Writer of the Departed Hired to Write… Sin City 2. Blarg.

08.30.11 Written by Vince Mancini

Just days after Departed writer William Monahan and Martin Scorsese made James Toback cry bronzer-colored gravy tears (because they decided to remake The Gambler without calling him), it’s being reported that Monahan has been hired for another project: Sin City 2. “Hooray, that’s awesome!” said Bizarro Me.

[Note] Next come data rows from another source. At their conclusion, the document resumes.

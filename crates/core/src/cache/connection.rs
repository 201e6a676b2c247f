//! Database connection management with pragma configuration.
//!
//! This module handles opening the SQLite database, applying required pragmas
//! for performance and concurrency (WAL mode), and running migrations.

use super::migrations;
use crate::Error;
use std::path::Path;
use tokio_rusqlite::Connection;

const PRAGMAS: &str = "PRAGMA journal_mode=WAL;
                       PRAGMA synchronous=NORMAL;
                       PRAGMA temp_store=MEMORY;
                       PRAGMA foreign_keys=ON;";

/// Local database handle.
///
/// Wraps a tokio-rusqlite Connection that runs database operations
/// on a background thread. Cloning shares the same connection.
#[derive(Clone, Debug)]
pub struct CacheDb {
    pub(crate) conn: Connection,
}

impl CacheDb {
    /// Open a database at the specified path.
    ///
    /// Creates the file (and its parent directory) if it doesn't exist,
    /// applies performance pragmas, and runs any pending migrations. Any
    /// failure to reach the file is reported as [`Error::StorageUnavailable`].
    pub async fn open(path: impl AsRef<Path>) -> Result<Self, Error> {
        let path = path.as_ref();

        if let Some(parent) = path.parent()
            && !parent.as_os_str().is_empty()
        {
            std::fs::create_dir_all(parent)
                .map_err(|e| Error::StorageUnavailable(format!("cannot create {}: {e}", parent.display())))?;
        }

        let conn = Connection::open(path)
            .await
            .map_err(|e| Error::StorageUnavailable(format!("cannot open {}: {e}", path.display())))?;

        Self::prepare(conn)
            .await
            .map_err(|e| match e {
                Error::MigrationFailed(_) => e,
                other => Error::StorageUnavailable(other.to_string()),
            })
    }

    /// Open an in-memory database for testing.
    ///
    /// Creates a temporary in-memory SQLite database with the same
    /// pragma configuration as file-based databases.
    pub async fn open_in_memory() -> Result<Self, Error> {
        let conn = Connection::open_in_memory()
            .await
            .map_err(|e| Error::Database(e.into()))?;

        Self::prepare(conn).await
    }

    async fn prepare(conn: Connection) -> Result<Self, Error> {
        conn.call(|conn| {
            conn.execute_batch(PRAGMAS)?;
            Ok(())
        })
        .await
        .map_err(Error::Database)?;

        migrations::run(&conn).await?;

        Ok(Self { conn })
    }
}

Momentum has been building lately behind the long-in-development sequel to Sin City, which grossed a healthy $100 million worldwide in 2005. Rodriguez, who co-directed the original with Frank Miller (who scripted and authored the source material), said at Comic-Con in July that financing for the sequel had been arranged and shooting would begin as soon as a script could be locked, possibly by the end of this year.
Rodriguez indicated to THR during an interview at Comic-Con that actors playing characters that survived the first film are expected to return, and that because much of it is shot in pieces against green screen that scheduling shouldn’t be too difficult. [THR]

I hope you’ll excuse my lack of excitement, but that overwrought hunk of faux-artsy ball torture porn got old 35 minutes into the FIRST movie, and still managed to spawn more meathead, junior college imitators than Troy Duffy (see: Bunraku). High contrast, lots of shadow, the occasional color pop — really, we get it.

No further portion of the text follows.